Exercise goal: Search the entries for the word "header" and return every line where it is found.

[Collected data]
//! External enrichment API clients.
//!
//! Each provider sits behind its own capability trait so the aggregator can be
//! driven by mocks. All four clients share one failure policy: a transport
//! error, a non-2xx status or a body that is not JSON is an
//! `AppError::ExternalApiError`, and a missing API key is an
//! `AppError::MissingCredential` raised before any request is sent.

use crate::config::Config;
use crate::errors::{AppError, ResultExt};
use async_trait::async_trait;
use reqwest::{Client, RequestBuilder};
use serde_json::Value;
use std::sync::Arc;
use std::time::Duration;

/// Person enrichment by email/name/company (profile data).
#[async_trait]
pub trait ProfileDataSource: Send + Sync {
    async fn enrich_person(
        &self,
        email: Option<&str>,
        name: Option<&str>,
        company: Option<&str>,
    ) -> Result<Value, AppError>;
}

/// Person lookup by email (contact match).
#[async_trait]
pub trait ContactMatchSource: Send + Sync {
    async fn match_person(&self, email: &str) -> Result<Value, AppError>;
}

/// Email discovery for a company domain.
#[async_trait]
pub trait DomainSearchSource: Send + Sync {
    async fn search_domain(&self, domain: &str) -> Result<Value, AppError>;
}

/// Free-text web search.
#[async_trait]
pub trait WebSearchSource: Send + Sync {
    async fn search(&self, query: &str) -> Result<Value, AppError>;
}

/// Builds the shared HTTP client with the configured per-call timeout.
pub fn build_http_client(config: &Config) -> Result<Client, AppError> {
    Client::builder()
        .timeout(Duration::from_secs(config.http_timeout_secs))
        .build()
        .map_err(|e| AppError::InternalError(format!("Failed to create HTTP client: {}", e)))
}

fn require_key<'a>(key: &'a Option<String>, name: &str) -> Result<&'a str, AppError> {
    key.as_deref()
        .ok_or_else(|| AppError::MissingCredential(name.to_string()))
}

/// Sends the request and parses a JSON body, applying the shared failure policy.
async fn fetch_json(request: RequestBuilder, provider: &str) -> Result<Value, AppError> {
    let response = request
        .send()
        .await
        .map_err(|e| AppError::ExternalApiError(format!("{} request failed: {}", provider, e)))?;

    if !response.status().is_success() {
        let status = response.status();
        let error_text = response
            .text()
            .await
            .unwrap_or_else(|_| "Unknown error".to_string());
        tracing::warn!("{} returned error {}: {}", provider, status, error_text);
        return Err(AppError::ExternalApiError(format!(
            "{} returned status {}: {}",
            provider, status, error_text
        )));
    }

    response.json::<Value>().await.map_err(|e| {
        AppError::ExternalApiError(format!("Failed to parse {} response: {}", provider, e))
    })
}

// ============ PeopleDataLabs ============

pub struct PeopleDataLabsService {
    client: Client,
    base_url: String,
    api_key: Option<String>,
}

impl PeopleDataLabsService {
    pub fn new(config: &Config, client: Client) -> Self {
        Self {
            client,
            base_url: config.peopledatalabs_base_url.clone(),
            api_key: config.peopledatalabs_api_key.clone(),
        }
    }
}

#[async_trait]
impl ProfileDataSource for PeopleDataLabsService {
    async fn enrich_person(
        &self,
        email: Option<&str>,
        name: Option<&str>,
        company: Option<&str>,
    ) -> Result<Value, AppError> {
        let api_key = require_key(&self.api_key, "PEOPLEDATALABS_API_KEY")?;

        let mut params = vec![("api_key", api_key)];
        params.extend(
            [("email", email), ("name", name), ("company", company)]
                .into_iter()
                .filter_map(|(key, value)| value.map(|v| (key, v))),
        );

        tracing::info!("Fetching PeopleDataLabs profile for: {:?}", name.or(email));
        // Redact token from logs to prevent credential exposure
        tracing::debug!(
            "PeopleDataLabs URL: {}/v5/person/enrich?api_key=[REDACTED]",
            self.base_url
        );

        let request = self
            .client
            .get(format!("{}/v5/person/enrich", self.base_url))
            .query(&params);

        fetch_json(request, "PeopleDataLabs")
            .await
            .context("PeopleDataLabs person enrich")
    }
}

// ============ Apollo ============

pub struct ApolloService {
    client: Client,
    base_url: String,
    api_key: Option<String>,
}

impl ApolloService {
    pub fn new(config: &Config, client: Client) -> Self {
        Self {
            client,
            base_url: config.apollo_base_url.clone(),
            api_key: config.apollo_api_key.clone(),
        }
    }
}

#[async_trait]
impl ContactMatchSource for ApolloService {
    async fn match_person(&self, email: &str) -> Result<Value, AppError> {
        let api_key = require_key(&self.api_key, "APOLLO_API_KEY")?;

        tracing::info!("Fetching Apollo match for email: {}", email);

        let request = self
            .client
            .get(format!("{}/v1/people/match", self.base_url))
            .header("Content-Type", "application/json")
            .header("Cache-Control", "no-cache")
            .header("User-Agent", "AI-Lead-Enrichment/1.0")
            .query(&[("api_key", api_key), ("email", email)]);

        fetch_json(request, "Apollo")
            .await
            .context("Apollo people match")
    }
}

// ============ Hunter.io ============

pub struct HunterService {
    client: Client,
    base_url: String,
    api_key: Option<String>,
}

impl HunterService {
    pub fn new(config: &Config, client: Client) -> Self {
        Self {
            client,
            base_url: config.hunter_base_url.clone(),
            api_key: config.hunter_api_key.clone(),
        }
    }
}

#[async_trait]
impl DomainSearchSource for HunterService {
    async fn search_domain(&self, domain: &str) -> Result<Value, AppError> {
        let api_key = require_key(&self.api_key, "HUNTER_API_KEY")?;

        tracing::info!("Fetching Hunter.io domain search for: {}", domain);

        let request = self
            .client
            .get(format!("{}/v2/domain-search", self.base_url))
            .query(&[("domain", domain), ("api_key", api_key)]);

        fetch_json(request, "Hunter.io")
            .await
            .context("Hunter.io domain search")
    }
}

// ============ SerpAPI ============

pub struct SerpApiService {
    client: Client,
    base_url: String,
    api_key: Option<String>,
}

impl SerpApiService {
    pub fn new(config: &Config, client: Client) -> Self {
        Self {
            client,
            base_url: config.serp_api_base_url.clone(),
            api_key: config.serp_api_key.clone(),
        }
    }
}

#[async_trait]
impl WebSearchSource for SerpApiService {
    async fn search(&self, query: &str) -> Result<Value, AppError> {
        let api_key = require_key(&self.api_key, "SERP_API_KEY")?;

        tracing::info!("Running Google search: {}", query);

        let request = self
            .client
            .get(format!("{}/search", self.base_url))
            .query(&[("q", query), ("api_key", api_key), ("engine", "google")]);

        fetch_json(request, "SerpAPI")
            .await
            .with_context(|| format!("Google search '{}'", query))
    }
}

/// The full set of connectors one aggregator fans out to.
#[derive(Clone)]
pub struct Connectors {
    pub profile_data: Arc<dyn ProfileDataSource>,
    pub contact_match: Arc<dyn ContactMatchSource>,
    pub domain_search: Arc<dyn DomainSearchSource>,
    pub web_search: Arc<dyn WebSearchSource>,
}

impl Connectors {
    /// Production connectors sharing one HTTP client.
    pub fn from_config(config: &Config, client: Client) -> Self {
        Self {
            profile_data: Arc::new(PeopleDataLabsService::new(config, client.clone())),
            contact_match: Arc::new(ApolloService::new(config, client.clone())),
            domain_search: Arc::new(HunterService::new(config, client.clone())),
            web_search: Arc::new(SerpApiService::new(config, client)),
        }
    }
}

Answer to this task:
            .header("Content-Type", "application/json")
            .header("Cache-Control", "no-cache")
            .header("User-Agent", "AI-Lead-Enrichment/1.0")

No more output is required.